[Problem description] Quote exactly the lines spanning from the top of the data below to the line that contains "pub const FIELD_ID: &str", including both.

Dataset entries

--------------------------------

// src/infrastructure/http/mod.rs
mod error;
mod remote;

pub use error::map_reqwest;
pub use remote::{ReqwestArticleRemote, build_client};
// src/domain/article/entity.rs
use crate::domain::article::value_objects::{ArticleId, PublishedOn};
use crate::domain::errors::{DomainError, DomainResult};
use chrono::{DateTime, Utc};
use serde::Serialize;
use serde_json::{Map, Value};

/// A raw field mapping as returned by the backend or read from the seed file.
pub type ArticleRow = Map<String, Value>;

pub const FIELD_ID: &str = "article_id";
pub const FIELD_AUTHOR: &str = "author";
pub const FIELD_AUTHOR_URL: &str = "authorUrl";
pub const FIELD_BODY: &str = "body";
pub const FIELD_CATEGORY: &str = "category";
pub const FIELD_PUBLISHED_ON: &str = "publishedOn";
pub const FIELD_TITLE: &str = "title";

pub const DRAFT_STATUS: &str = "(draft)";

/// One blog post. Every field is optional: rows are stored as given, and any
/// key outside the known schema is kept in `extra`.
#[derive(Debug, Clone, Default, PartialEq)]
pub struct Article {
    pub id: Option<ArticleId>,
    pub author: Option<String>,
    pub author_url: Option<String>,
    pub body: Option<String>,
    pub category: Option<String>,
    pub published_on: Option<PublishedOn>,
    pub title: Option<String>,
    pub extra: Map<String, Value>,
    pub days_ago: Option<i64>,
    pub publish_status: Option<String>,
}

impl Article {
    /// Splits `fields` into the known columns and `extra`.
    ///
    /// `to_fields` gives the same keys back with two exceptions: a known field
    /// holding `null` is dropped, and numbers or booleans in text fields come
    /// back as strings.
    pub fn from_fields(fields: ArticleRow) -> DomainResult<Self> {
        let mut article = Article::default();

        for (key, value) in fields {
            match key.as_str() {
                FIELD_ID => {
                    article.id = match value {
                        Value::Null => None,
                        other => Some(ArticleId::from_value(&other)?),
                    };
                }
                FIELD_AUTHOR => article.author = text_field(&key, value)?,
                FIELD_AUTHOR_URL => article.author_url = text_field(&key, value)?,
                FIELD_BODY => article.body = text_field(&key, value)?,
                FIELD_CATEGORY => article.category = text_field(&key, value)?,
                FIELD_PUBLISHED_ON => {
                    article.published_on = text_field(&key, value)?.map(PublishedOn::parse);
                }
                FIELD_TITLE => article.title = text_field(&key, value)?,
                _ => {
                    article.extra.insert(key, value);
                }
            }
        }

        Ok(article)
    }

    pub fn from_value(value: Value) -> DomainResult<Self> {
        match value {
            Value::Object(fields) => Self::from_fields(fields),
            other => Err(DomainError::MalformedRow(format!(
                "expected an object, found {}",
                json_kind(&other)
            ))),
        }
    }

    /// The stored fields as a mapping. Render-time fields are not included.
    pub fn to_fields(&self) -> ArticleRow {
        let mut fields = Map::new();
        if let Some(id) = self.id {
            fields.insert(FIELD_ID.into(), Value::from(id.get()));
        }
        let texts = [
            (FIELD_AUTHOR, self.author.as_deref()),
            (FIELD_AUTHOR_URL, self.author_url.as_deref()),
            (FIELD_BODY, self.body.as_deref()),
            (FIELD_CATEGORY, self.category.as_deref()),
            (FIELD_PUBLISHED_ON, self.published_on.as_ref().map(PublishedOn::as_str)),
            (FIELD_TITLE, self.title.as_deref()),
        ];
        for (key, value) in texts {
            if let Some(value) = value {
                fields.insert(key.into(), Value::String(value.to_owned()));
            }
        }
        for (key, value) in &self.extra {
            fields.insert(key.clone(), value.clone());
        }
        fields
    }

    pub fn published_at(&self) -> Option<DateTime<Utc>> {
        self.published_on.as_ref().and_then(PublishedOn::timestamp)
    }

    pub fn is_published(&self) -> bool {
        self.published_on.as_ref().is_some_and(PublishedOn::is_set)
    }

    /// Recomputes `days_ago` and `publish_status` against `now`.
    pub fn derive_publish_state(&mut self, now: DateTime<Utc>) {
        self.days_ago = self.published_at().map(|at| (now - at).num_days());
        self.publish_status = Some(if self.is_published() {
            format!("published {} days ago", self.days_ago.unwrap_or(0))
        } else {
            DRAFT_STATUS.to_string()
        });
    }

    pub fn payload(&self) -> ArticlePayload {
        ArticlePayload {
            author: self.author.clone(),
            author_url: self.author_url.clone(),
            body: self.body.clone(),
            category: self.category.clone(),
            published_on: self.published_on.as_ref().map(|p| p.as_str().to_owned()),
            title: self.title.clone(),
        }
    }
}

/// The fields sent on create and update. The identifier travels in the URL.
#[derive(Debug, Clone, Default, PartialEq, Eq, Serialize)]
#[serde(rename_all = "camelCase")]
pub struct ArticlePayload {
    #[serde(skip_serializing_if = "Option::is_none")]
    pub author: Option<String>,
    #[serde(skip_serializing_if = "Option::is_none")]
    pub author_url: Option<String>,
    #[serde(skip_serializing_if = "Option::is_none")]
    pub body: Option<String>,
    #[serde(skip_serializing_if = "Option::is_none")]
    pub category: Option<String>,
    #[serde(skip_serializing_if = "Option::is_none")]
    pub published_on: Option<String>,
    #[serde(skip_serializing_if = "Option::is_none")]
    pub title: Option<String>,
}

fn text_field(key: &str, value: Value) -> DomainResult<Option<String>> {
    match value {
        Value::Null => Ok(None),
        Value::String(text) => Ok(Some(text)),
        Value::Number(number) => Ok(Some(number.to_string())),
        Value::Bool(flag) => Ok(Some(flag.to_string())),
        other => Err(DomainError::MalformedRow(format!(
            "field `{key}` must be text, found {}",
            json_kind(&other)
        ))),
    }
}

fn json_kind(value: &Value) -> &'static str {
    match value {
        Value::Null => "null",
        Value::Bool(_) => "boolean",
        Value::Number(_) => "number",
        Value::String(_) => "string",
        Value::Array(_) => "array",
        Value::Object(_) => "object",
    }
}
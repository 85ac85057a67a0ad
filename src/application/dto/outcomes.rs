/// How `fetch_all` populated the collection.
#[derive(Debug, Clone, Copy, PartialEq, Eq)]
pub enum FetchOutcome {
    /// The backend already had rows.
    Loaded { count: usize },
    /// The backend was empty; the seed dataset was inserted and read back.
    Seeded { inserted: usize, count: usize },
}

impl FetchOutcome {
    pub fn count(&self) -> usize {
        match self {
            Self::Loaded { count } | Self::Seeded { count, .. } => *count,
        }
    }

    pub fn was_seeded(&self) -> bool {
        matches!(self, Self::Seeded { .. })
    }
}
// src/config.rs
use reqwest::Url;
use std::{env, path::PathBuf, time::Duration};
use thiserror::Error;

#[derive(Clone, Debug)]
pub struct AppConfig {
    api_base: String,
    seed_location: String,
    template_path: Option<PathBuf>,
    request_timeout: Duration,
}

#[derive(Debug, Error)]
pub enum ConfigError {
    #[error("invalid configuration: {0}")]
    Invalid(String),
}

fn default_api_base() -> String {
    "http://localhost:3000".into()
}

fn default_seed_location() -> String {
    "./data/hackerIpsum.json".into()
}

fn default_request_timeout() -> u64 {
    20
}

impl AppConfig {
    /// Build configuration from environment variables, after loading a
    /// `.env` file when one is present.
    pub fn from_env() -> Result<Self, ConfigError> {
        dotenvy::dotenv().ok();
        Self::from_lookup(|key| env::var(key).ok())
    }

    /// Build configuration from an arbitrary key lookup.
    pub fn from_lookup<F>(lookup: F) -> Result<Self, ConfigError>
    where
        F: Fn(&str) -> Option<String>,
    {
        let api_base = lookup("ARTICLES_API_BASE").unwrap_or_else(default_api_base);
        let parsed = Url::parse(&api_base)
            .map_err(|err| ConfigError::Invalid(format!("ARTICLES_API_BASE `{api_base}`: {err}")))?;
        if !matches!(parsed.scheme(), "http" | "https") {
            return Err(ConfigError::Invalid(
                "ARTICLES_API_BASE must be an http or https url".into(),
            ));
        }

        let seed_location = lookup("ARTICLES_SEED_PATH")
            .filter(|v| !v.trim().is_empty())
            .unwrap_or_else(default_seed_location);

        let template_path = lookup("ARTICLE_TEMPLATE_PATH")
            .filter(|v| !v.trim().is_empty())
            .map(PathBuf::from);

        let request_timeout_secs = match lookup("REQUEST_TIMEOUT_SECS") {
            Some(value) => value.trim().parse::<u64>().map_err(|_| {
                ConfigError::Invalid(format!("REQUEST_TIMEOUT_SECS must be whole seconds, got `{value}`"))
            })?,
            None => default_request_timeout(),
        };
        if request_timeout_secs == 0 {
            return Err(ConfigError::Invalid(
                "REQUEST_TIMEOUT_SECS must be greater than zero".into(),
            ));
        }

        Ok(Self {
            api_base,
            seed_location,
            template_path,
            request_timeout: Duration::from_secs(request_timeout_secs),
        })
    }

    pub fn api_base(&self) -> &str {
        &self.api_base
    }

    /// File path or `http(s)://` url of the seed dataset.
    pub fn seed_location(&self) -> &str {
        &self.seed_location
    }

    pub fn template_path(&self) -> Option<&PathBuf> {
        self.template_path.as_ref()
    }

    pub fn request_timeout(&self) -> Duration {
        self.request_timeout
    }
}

--------------------------------

[Finished exercise]
// src/infrastructure/http/mod.rs
mod error;
mod remote;

pub use error::map_reqwest;
pub use remote::{ReqwestArticleRemote, build_client};
// src/domain/article/entity.rs
use crate::domain::article::value_objects::{ArticleId, PublishedOn};
use crate::domain::errors::{DomainError, DomainResult};
use chrono::{DateTime, Utc};
use serde::Serialize;
use serde_json::{Map, Value};

/// A raw field mapping as returned by the backend or read from the seed file.
pub type ArticleRow = Map<String, Value>;

pub const FIELD_ID: &str = "article_id";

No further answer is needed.